From the line with "fn name(&self) -> &'static str;" through the line with "fn is_created(&self) -> bool;", repeat the entries verbatim, both end lines included, and add nothing.

(Collected data)
----------

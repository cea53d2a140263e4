//! HTTP Basic credential parsing for login.

use base64::{Engine, engine::general_purpose};

/// Decode an `Authorization: Basic <base64(user:pass)>` header value.
///
/// Returns `None` for any other scheme or a malformed payload. The password
/// may itself contain `:`.
pub fn parse_basic_credentials(header: &str) -> Option<(String, String)> {
    let (scheme, encoded) = header.trim().split_once(' ')?;
    if !scheme.eq_ignore_ascii_case("basic") {
        return None;
    }
    let decoded = general_purpose::STANDARD.decode(encoded.trim()).ok()?;
    let decoded = String::from_utf8(decoded).ok()?;
    let (username, password) = decoded.split_once(':')?;
    if username.is_empty() {
        return None;
    }
    Some((username.to_string(), password.to_string()))
}

#[cfg(test)]
mod tests {
    use super::*;

    fn basic(raw: &str) -> String {
        format!("Basic {}", general_purpose::STANDARD.encode(raw))
    }

    #[test]
    fn parses_user_and_password() {
        assert_eq!(
            parse_basic_credentials(&basic("stargal21:pa:ss")),
            Some(("stargal21".into(), "pa:ss".into()))
        );
    }

    #[test]
    fn rejects_other_schemes_and_garbage() {
        assert_eq!(parse_basic_credentials("Bearer abc"), None);
        assert_eq!(parse_basic_credentials("Basic !!!"), None);
        assert_eq!(parse_basic_credentials(&basic("no-colon")), None);
        assert_eq!(parse_basic_credentials(&basic(":password")), None);
    }
}
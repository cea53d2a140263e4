//! # stellar_api
//!
//! HTTP API library for Stellar.

pub mod config;
pub mod error;
pub mod handlers;
pub mod middleware;
pub mod models;
pub mod routes;
pub mod services;

use axum::Router;
use axum::routing::{get, post, put};
use stellar_core::audit::AuditLog;
use stellar_core::auth::accounts::Accounts;
use stellar_core::auth::guard::Guard;
use stellar_core::auth::jwt::TokenService;
use stellar_core::bodies::BodyRepository;
use stellar_core::store::Stores;
use tower_http::cors::{Any, CorsLayer};

use crate::config::ApiConfig;
use crate::handlers::{accounts, auth, bodies, logs, planets};

/// Shared application state passed to all handlers.
#[derive(Clone)]
pub struct AppState {
    pub bodies: BodyRepository,
    pub accounts: Accounts,
    pub guard: Guard,
    pub tokens: TokenService,
    pub audit: AuditLog,
    /// API configuration.
    pub config: ApiConfig,
}

impl AppState {
    /// Wire the services over one set of stores.
    pub fn new(stores: Stores, config: ApiConfig) -> Self {
        let tokens = TokenService::new(
            config.jwt_secret.as_bytes(),
            config.token_ttl(),
            stores.revocations,
        );
        Self {
            bodies: BodyRepository::new(stores.bodies),
            accounts: Accounts::new(stores.users, tokens.clone()),
            guard: Guard::new(tokens.clone()),
            tokens,
            audit: AuditLog::new(stores.logs),
            config,
        }
    }
}

/// Builds the Axum router with all routes and shared state.
pub fn router(state: AppState) -> Router {
    let cors = CorsLayer::new()
        .allow_origin(Any)
        .allow_methods(Any)
        .allow_headers(Any);

    // Public routes (no auth required)
    let public = Router::new()
        .route(routes::BODIES, get(bodies::list_stars))
        .route(routes::BODY, get(bodies::get_star))
        .route(routes::PLANETS, get(planets::list_planets))
        .route(routes::PLANET, get(planets::get_planet))
        .route(routes::REGISTER, post(auth::register))
        .route(routes::LOGIN, get(auth::login));

    // Any authenticated user
    let authenticated = Router::new()
        .route(routes::PLANETS, post(planets::add_planet))
        .route(routes::PLANET, put(planets::update_planet))
        .route(routes::LOGOUT, get(auth::logout))
        .route_layer(axum::middleware::from_fn_with_state(
            state.clone(),
            middleware::auth::require_auth,
        ));

    // Admins only. The last layer added runs first, so authentication
    // precedes the role check.
    let admin = Router::new()
        .route(routes::BODIES, post(bodies::create_star))
        .route(
            routes::BODY,
            put(bodies::update_star).delete(bodies::delete_star),
        )
        .route(
            routes::PLANET,
            axum::routing::delete(planets::remove_planet),
        )
        .route(routes::REGISTER_ADMIN, post(auth::register_admin))
        .route(routes::ACCOUNTS, get(accounts::list_accounts))
        .route(
            routes::ACCOUNT,
            get(accounts::get_account).delete(accounts::delete_account),
        )
        .route(routes::LOGS, get(logs::list_logs).delete(logs::purge_logs))
        .route(routes::USER_ACTIVITY, get(logs::user_activity))
        .route(
            routes::LOG,
            get(logs::list_user_logs).delete(logs::delete_log),
        )
        .route_layer(axum::middleware::from_fn(middleware::auth::require_admin))
        .route_layer(axum::middleware::from_fn_with_state(
            state.clone(),
            middleware::auth::require_auth,
        ));

    let api = Router::new()
        .merge(public)
        .merge(authenticated)
        .merge(admin);

    Router::new()
        .nest(routes::API_PREFIX, api)
        .layer(cors)
        .with_state(state)
}
//! Offset-based pagination (`pn` / `ps` query parameters).

use serde::Deserialize;

use crate::fields::FieldError;

pub const DEFAULT_PAGE: i64 = 1;
pub const DEFAULT_PAGE_SIZE: i64 = 10;

/// A validated, 1-indexed page request.
#[derive(Debug, Clone, Copy, PartialEq, Eq)]
pub struct Page {
    number: i64,
    size: i64,
}

impl Default for Page {
    fn default() -> Self {
        Self {
            number: DEFAULT_PAGE,
            size: DEFAULT_PAGE_SIZE,
        }
    }
}

impl Page {
    pub fn new(number: Option<i64>, size: Option<i64>) -> Result<Self, FieldError> {
        let number = number.unwrap_or(DEFAULT_PAGE);
        let size = size.unwrap_or(DEFAULT_PAGE_SIZE);
        if number < 1 {
            return Err(FieldError::Invalid {
                field: "pn".into(),
                reason: "page numbers start at 1".into(),
            });
        }
        if size < 1 {
            return Err(FieldError::Invalid {
                field: "ps".into(),
                reason: "page size must be positive".into(),
            });
        }
        Ok(Self { number, size })
    }

    pub fn number(&self) -> i64 {
        self.number
    }

    /// Rows to skip: `size * (number - 1)`, saturating at `i64::MAX` so a
    /// page far past the end is simply empty.
    pub fn skip(&self) -> i64 {
        self.size.saturating_mul(self.number - 1)
    }

    pub fn limit(&self) -> i64 {
        self.size
    }

    /// Apply this page to an already ordered in-memory sequence.
    pub fn slice<T: Clone>(&self, items: &[T]) -> Vec<T> {
        items
            .iter()
            .skip(usize::try_from(self.skip()).unwrap_or(usize::MAX))
            .take(usize::try_from(self.limit()).unwrap_or(usize::MAX))
            .cloned()
            .collect()
    }
}

/// Raw `pn` / `ps` query parameters.
#[derive(Debug, Clone, Default, Deserialize)]
pub struct PageQuery {
    pub pn: Option<i64>,
    pub ps: Option<i64>,
}

impl TryFrom<&PageQuery> for Page {
    type Error = FieldError;

    fn try_from(q: &PageQuery) -> Result<Self, Self::Error> {
        Page::new(q.pn, q.ps)
    }
}
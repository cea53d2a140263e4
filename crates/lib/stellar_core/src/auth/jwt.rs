//! JWT token issuing, verification and revocation.

use std::path::PathBuf;
use std::sync::Arc;

use chrono::{DateTime, Duration, Utc};
use jsonwebtoken::{DecodingKey, EncodingKey, Header, Validation, decode, encode};
use rand::distr::Alphanumeric;
use rand::{Rng, rng};
use sha2::{Digest, Sha256};
use tracing::{debug, info};

use super::AuthError;
use super::revocation::RevocationStore;
use crate::models::auth::{Principal, TokenClaims};

/// Default access token lifetime: 30 minutes.
pub const DEFAULT_TOKEN_TTL_MINUTES: i64 = 30;

const INVALID_TOKEN: &str = "Token is invalid or has expired";

/// Issues, verifies and revokes access tokens.
///
/// Cheap to clone; the signing keys are fixed for the life of the process and
/// the revocation set is shared.
#[derive(Clone)]
pub struct TokenService {
    encoding: EncodingKey,
    decoding: DecodingKey,
    ttl: Duration,
    revocations: Arc<dyn RevocationStore>,
}

impl TokenService {
    pub fn new(secret: &[u8], ttl: Duration, revocations: Arc<dyn RevocationStore>) -> Self {
        Self {
            encoding: EncodingKey::from_secret(secret),
            decoding: DecodingKey::from_secret(secret),
            ttl,
            revocations,
        }
    }

    /// Lifetime applied by [`TokenService::issue_default`].
    pub fn ttl(&self) -> Duration {
        self.ttl
    }

    /// Sign a token for `username` expiring `ttl` from now (HS256).
    pub fn issue(&self, username: &str, is_admin: bool, ttl: Duration) -> Result<String, AuthError> {
        let now = Utc::now();
        let claims = TokenClaims {
            sub: username.to_string(),
            is_admin,
            exp: (now + ttl).timestamp(),
            iat: now.timestamp(),
        };
        encode(&Header::default(), &claims, &self.encoding)
            .map_err(|e| AuthError::TokenError(format!("jwt encode: {e}")))
    }

    pub fn issue_default(&self, username: &str, is_admin: bool) -> Result<String, AuthError> {
        self.issue(username, is_admin, self.ttl)
    }

    /// Verify signature, expiry and revocation status.
    ///
    /// Every failure collapses into the same `InvalidCredential` so callers
    /// cannot tell a forged token from an expired or revoked one.
    pub async fn verify(&self, token: &str) -> Result<Principal, AuthError> {
        let claims = self
            .decode_claims(token, true)
            .ok_or_else(|| AuthError::InvalidCredential(INVALID_TOKEN.into()))?;

        if self.revocations.is_revoked(&hash_token(token)).await? {
            debug!(user = %claims.sub, "rejected revoked token");
            return Err(AuthError::InvalidCredential(INVALID_TOKEN.into()));
        }

        Ok(Principal::from(claims))
    }

    /// Add a token to the revocation set. Idempotent.
    ///
    /// The entry keeps the token's own expiry so it can be collected once the
    /// token could no longer validate anyway. A token whose claims cannot be
    /// read is kept for one full lifetime.
    pub async fn revoke(&self, token: &str) -> Result<(), AuthError> {
        let expires_at = self
            .decode_claims(token, false)
            .and_then(|c| DateTime::<Utc>::from_timestamp(c.exp, 0))
            .unwrap_or_else(|| Utc::now() + self.ttl);
        self.revocations.revoke(&hash_token(token), expires_at).await?;
        let purged = self.revocations.purge_expired(Utc::now()).await?;
        if purged > 0 {
            debug!(purged, "dropped expired revocation entries");
        }
        Ok(())
    }

    /// Drop revocation entries for tokens that have expired on their own.
    pub async fn purge_revocations(&self) -> Result<u64, AuthError> {
        self.revocations.purge_expired(Utc::now()).await
    }

    fn decode_claims(&self, token: &str, check_exp: bool) -> Option<TokenClaims> {
        let mut validation = Validation::default();
        validation.leeway = 0;
        validation.validate_exp = check_exp;
        let claims = decode::<TokenClaims>(token, &self.decoding, &validation)
            .ok()
            .map(|data| data.claims)?;
        // jsonwebtoken accepts `exp == now`; a token is only valid strictly before expiry.
        if check_exp && claims.exp <= Utc::now().timestamp() {
            return None;
        }
        Some(claims)
    }
}

/// SHA-256 hash a token for the revocation set.
pub fn hash_token(token: &str) -> String {
    let mut hasher = Sha256::new();
    hasher.update(token.as_bytes());
    format!("{:x}", hasher.finalize())
}

/// Resolve the JWT secret: env var `JWT_SECRET` → `AUTH_SECRET` → persisted file.
pub fn resolve_jwt_secret() -> String {
    if let Ok(secret) = std::env::var("JWT_SECRET")
        && !secret.is_empty()
    {
        return secret;
    }
    if let Ok(secret) = std::env::var("AUTH_SECRET")
        && !secret.is_empty()
    {
        return secret;
    }
    let secret_path = jwt_secret_path();
    if let Ok(existing) = std::fs::read_to_string(&secret_path) {
        let trimmed = existing.trim();
        if !trimmed.is_empty() {
            return trimmed.to_string();
        }
    }
    let secret: String = rng()
        .sample_iter(&Alphanumeric)
        .take(64)
        .map(char::from)
        .collect();
    if let Some(parent) = secret_path.parent() {
        let _ = std::fs::create_dir_all(parent);
    }
    let _ = std::fs::write(&secret_path, &secret);
    info!(path = %secret_path.display(), "generated new JWT secret");
    secret
}

/// Path to the persisted JWT secret file.
fn jwt_secret_path() -> PathBuf {
    dirs::data_dir()
        .unwrap_or_else(|| PathBuf::from("."))
        .join("stellar")
        .join("jwt-secret")
}
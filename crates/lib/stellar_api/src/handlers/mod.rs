//! Request handlers.

pub mod accounts;
pub mod auth;
pub mod bodies;
pub mod logs;
pub mod planets;

use std::collections::HashMap;

use axum::Form;
use axum::extract::rejection::FormRejection;
use stellar_core::fields::FormFields;
use tracing::debug;

use crate::error::{AppError, AppResult};

/// Turn an extracted url-encoded body into [`FormFields`].
///
/// An absent or undecodable body is treated as empty, so the usual
/// validation order still applies and the caller gets a "missing fields"
/// error after any existence checks.
pub(crate) fn form_fields(form: Result<Form<HashMap<String, String>>, FormRejection>) -> FormFields {
    match form {
        Ok(Form(values)) => FormFields::new(values),
        Err(e) => {
            debug!("treating unreadable form body as empty: {e}");
            FormFields::default()
        }
    }
}

/// Parse a boolean query flag: `true`/`false`/`1`/`0`, case-insensitive.
pub(crate) fn flag(name: &str, raw: Option<&str>, default: bool) -> AppResult<bool> {
    match raw.map(|r| r.trim().to_ascii_lowercase()) {
        None => Ok(default),
        Some(r) if r.is_empty() => Ok(default),
        Some(r) => match r.as_str() {
            "true" | "1" => Ok(true),
            "false" | "0" => Ok(false),
            _ => Err(AppError::Validation(format!(
                "invalid value for query parameter '{name}': expected true or false"
            ))),
        },
    }
}
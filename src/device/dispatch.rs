//! 2D dispatch sizing over the Complexity × Complexity grid domain.

/// Local work-group edge; every kernel declares `@workgroup_size(16, 16, 1)`
pub const WORKGROUP_EDGE: u32 = 16;

/// Round `value` up to the next multiple of `multiple`.
pub fn round_up(value: u32, multiple: u32) -> u32 {
    if multiple == 0 {
        return value;
    }
    value.div_ceil(multiple) * multiple
}

/// Global and local extents of one kernel launch.
#[derive(Debug, Clone, Copy, PartialEq, Eq)]
pub struct DispatchSize {
    /// Work-items per axis, rounded up to a multiple of `local`
    pub global: [u32; 2],
    pub local: [u32; 2],
}

impl DispatchSize {
    /// Cover an `x × y` domain with `WORKGROUP_EDGE²` groups.
    pub fn for_grid(x: u32, y: u32) -> Self {
        Self {
            global: [round_up(x, WORKGROUP_EDGE), round_up(y, WORKGROUP_EDGE)],
            local: [WORKGROUP_EDGE, WORKGROUP_EDGE],
        }
    }

    /// Argument for `dispatch_workgroups`
    pub fn workgroups(&self) -> (u32, u32, u32) {
        (
            self.global[0] / self.local[0].max(1),
            self.global[1] / self.local[1].max(1),
            1,
        )
    }
}
//! Projected grid options and the accelerator device-class filter.

use std::fmt;

use serde::{Deserialize, Serialize};

/// Which class of accelerator devices the simulator may open.
#[derive(
    Debug, Clone, Copy, PartialEq, Eq, Default, Serialize, Deserialize, clap::ValueEnum,
)]
#[serde(rename_all = "lowercase")]
pub enum DeviceType {
    /// First device of any class; only that one is opened
    Default,
    /// Every device regardless of class
    #[default]
    All,
    /// Discrete, integrated or virtual GPUs
    Gpu,
    /// Software rasterizers / CPU implementations
    Cpu,
    /// Anything the backend reports as "other"
    Accelerator,
}

impl DeviceType {
    /// Does an adapter of class `kind` pass this filter?
    pub fn matches(self, kind: wgpu::DeviceType) -> bool {
        match self {
            DeviceType::Default | DeviceType::All => true,
            DeviceType::Gpu => matches!(
                kind,
                wgpu::DeviceType::DiscreteGpu
                    | wgpu::DeviceType::IntegratedGpu
                    | wgpu::DeviceType::VirtualGpu
            ),
            DeviceType::Cpu => kind == wgpu::DeviceType::Cpu,
            DeviceType::Accelerator => kind == wgpu::DeviceType::Other,
        }
    }

    /// `Default` opens only the first matching device.
    pub fn first_only(self) -> bool {
        self == DeviceType::Default
    }

    pub fn as_str(self) -> &'static str {
        match self {
            DeviceType::Default => "default",
            DeviceType::All => "all",
            DeviceType::Gpu => "gpu",
            DeviceType::Cpu => "cpu",
            DeviceType::Accelerator => "accelerator",
        }
    }
}

impl fmt::Display for DeviceType {
    fn fmt(&self, f: &mut fmt::Formatter<'_>) -> fmt::Result {
        f.write_str(self.as_str())
    }
}

/// Projected grid parameters; serialized under the keys `Complexity`, `Strength`, ...
#[derive(Debug, Clone, PartialEq, Serialize, Deserialize)]
#[serde(default, rename_all = "PascalCase")]
pub struct GridOptions {
    /// Grid resolution N (vertices per side, mesh has N² vertices)
    pub complexity: u32,

    /// Maximum vertical displacement in world units (meters)
    pub strength: f32,

    /// Extra keep-away margin between the projecting camera and the plane (meters)
    pub elevation: f32,

    /// Run the 5-point smoothing pass over elevations
    pub smooth: bool,

    /// Regenerate geometry every frame even when the camera is still
    pub force_recalculate_geometry: bool,

    /// Apply lateral displacement along the camera's forward axis
    pub choppy_waves: bool,

    /// Lateral displacement scale (dimensionless multiplier on the normal slope)
    pub choppy_strength: f32,

    /// Accelerator device class filter
    pub device_type: DeviceType,
}

impl Default for GridOptions {
    fn default() -> Self {
        Self {
            complexity: 256,
            strength: 35.0,
            elevation: 50.0,
            smooth: false,
            force_recalculate_geometry: false,
            choppy_waves: true,
            choppy_strength: 3.75,
            device_type: DeviceType::All,
        }
    }
}

impl GridOptions {
    /// Smallest grid that still has interior vertices for normals/smoothing
    pub const MIN_COMPLEXITY: u32 = 2;

    /// Number of vertices in the mesh (N²)
    pub fn vertex_count(&self) -> usize {
        let n = self.complexity as usize;
        n * n
    }

    /// Does switching from `self` to `next` require destroying the grid buffers?
    pub fn requires_rebuild(&self, next: &GridOptions) -> bool {
        self.complexity != next.complexity
    }

    /// Does switching from `self` to `next` invalidate the surface kept between
    /// frames (the choppy backup or the smoothed heights)?
    pub fn requires_regeneration(&self, next: &GridOptions) -> bool {
        self.requires_rebuild(next)
            || self.choppy_waves != next.choppy_waves
            || self.smooth != next.smooth
    }
}
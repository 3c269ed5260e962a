//! Height-field noise: layered fixed-point noise plus analytic waves.
//!
//! Every noise source has two evaluation paths:
//! - host: synchronous point queries (`value`, `displacement`) that never touch the device
//! - device: `device_evaluate` adds the source's contribution to the grid's
//!   vertex buffer in one kernel dispatch

mod perlin;
mod waves;

use glam::Vec3;

pub use perlin::{PerlinNoise, PerlinParams};
pub use waves::{GpuWave, Wave, WaveNoise, WaveParams, WaveSet};

use crate::device::{DeviceBroker, DeviceBuffer};
use crate::error::SimError;
use crate::params::NoiseOptions;

/// Vertex buffer a noise source writes into
pub struct HeightTarget<'a> {
    /// `vec4<f32>` positions, local to `world`
    pub positions: &'a DeviceBuffer,
    /// Grid extent (Complexity × Complexity)
    pub dims: [u32; 2],
    /// World position of the mesh's local origin
    pub world: Vec3,
    /// Maximum vertical displacement of the layered noise (meters)
    pub strength: f32,
}

/// Capabilities shared by every noise source.
pub trait SurfaceNoise {
    fn name(&self) -> &'static str;

    /// Build host tables. Idempotent.
    fn create(&mut self);

    /// Release everything, host and device. Safe on any state, safe to repeat.
    fn remove(&mut self);

    fn is_created(&self) -> bool;

    /// Advance animation by `dt` seconds and refresh host tables
    fn update(&mut self, dt: f32);

    /// Layered noise at world (x, y) in normalised units
    fn value(&self, x: f32, y: f32) -> f32;

    /// Vertical displacement at world (x, y) in meters
    fn displacement(&self, x: f32, y: f32, strength: f32) -> f32 {
        strength * self.value(x, y)
    }

    fn options(&self) -> &NoiseOptions;

    /// Replace options; the octave count is kept once created
    fn set_options(&mut self, options: NoiseOptions);

    /// Build kernels and device buffers on the broker's primary device
    fn setup_device(&mut self, broker: &mut DeviceBroker) -> Result<(), SimError>;

    fn release_kernels(&mut self);

    fn release_buffers(&mut self);

    /// Add this source's displacement to `target`
    fn device_evaluate(
        &mut self,
        broker: &mut DeviceBroker,
        target: &HeightTarget<'_>,
    ) -> Result<(), SimError>;
}

/// Closed set of noise sources the simulator can drive
pub enum NoiseModule {
    Perlin(PerlinNoise),
    Waves(WaveNoise),
}

impl NoiseModule {
    /// Default source: layered noise with an (initially empty) wave set
    pub fn with_waves(options: NoiseOptions) -> Self {
        NoiseModule::Waves(WaveNoise::new(options))
    }

    pub fn perlin_only(options: NoiseOptions) -> Self {
        NoiseModule::Perlin(PerlinNoise::new(options))
    }

    /// Wave set, if this source has one
    pub fn waves(&self) -> Option<&WaveSet> {
        match self {
            NoiseModule::Perlin(_) => None,
            NoiseModule::Waves(w) => Some(w.waves()),
        }
    }

    pub fn waves_mut(&mut self) -> Option<&mut WaveSet> {
        match self {
            NoiseModule::Perlin(_) => None,
            NoiseModule::Waves(w) => Some(w.waves_mut()),
        }
    }

    fn inner(&self) -> &dyn SurfaceNoise {
        match self {
            NoiseModule::Perlin(p) => p,
            NoiseModule::Waves(w) => w,
        }
    }

    fn inner_mut(&mut self) -> &mut dyn SurfaceNoise {
        match self {
            NoiseModule::Perlin(p) => p,
            NoiseModule::Waves(w) => w,
        }
    }
}

impl SurfaceNoise for NoiseModule {
    fn name(&self) -> &'static str {
        self.inner().name()
    }

    fn create(&mut self) {
        self.inner_mut().create()
    }

    fn remove(&mut self) {
        self.inner_mut().remove()
    }

    fn is_created(&self) -> bool {
        self.inner().is_created()
    }

    fn update(&mut self, dt: f32) {
        self.inner_mut().update(dt)
    }

    fn value(&self, x: f32, y: f32) -> f32 {
        self.inner().value(x, y)
    }

    fn displacement(&self, x: f32, y: f32, strength: f32) -> f32 {
        self.inner().displacement(x, y, strength)
    }

    fn options(&self) -> &NoiseOptions {
        self.inner().options()
    }

    fn set_options(&mut self, options: NoiseOptions) {
        self.inner_mut().set_options(options)
    }

    fn setup_device(&mut self, broker: &mut DeviceBroker) -> Result<(), SimError> {
        self.inner_mut().setup_device(broker)
    }

    fn release_kernels(&mut self) {
        self.inner_mut().release_kernels()
    }

    fn release_buffers(&mut self) {
        self.inner_mut().release_buffers()
    }

    fn device_evaluate(
        &mut self,
        broker: &mut DeviceBroker,
        target: &HeightTarget<'_>,
    ) -> Result<(), SimError> {
        self.inner_mut().device_evaluate(broker, target)
    }
}
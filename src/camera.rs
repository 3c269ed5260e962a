//! Perspective camera consumed by the projected grid.

use glam::{Mat3, Mat4, Quat, Vec2, Vec3};

/// Perspective camera with a free orientation and optional frustum offset
#[derive(Debug, Clone, PartialEq)]
pub struct Camera {
    /// World position (meters)
    pub position: Vec3,

    /// Orientation; the camera looks down its local -Z axis
    pub orientation: Quat,

    /// Vertical field of view (radians)
    pub fov_y: f32,

    /// Viewport width / height
    pub aspect: f32,

    /// Near clip distance (meters)
    pub near: f32,

    /// Far clip distance (meters)
    pub far: f32,

    /// Shift of the projection centre in normalized device coordinates
    pub frustum_offset: Vec2,
}

impl Default for Camera {
    fn default() -> Self {
        Self {
            position: Vec3::new(0.0, 100.0, 0.0),
            orientation: Quat::IDENTITY,
            fov_y: 45f32.to_radians(),
            aspect: 16.0 / 9.0,
            near: 1.0,
            far: 10_000.0,
            frustum_offset: Vec2::ZERO,
        }
    }
}

impl Camera {
    /// Camera at `position` looking at `target`
    pub fn looking_at(position: Vec3, target: Vec3) -> Self {
        let mut camera = Self {
            position,
            ..Self::default()
        };
        camera.look_at(target);
        camera
    }

    /// Unit forward vector
    pub fn direction(&self) -> Vec3 {
        self.orientation * Vec3::NEG_Z
    }

    /// World → view transform
    pub fn view_matrix(&self) -> Mat4 {
        Mat4::from_quat(self.orientation.conjugate()) * Mat4::from_translation(-self.position)
    }

    /// View → clip transform (right-handed, depth in [0, 1])
    pub fn projection_matrix(&self) -> Mat4 {
        let proj = Mat4::perspective_rh(self.fov_y, self.aspect, self.near, self.far);
        if self.frustum_offset == Vec2::ZERO {
            proj
        } else {
            Mat4::from_translation(self.frustum_offset.extend(0.0)) * proj
        }
    }

    pub fn view_projection(&self) -> Mat4 {
        self.projection_matrix() * self.view_matrix()
    }

    /// Point the camera at `target`, keeping +Y as the yaw axis
    pub fn look_at(&mut self, target: Vec3) {
        self.set_direction(target - self.position);
    }

    /// Point the camera along `dir` without rolling.
    ///
    /// Straight up/down views fall back to +Z as the reference up axis.
    /// A zero vector leaves the orientation unchanged.
    pub fn set_direction(&mut self, dir: Vec3) {
        let Some(forward) = dir.try_normalize() else {
            return;
        };
        let up = if forward.cross(Vec3::Y).length_squared() < 1e-8 {
            Vec3::Z
        } else {
            Vec3::Y
        };
        let view = Mat4::look_to_rh(Vec3::ZERO, forward, up);
        let rotation = Mat3::from_mat4(view).transpose();
        self.orientation = Quat::from_mat3(&rotation).normalize();
    }

    /// Has the pose changed enough to require new geometry?
    pub fn pose_differs(&self, other: &Camera) -> bool {
        self.position != other.position
            || self.orientation != other.orientation
            || self.fov_y != other.fov_y
            || self.aspect != other.aspect
            || self.near != other.near
            || self.far != other.far
            || self.frustum_offset != other.frustum_offset
    }
}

----------

— SOLUTION BELOW —
    fn name(&self) -> &'static str;

    /// Build host tables. Idempotent.
    fn create(&mut self);

    /// Release everything, host and device. Safe on any state, safe to repeat.
    fn remove(&mut self);

    fn is_created(&self) -> bool;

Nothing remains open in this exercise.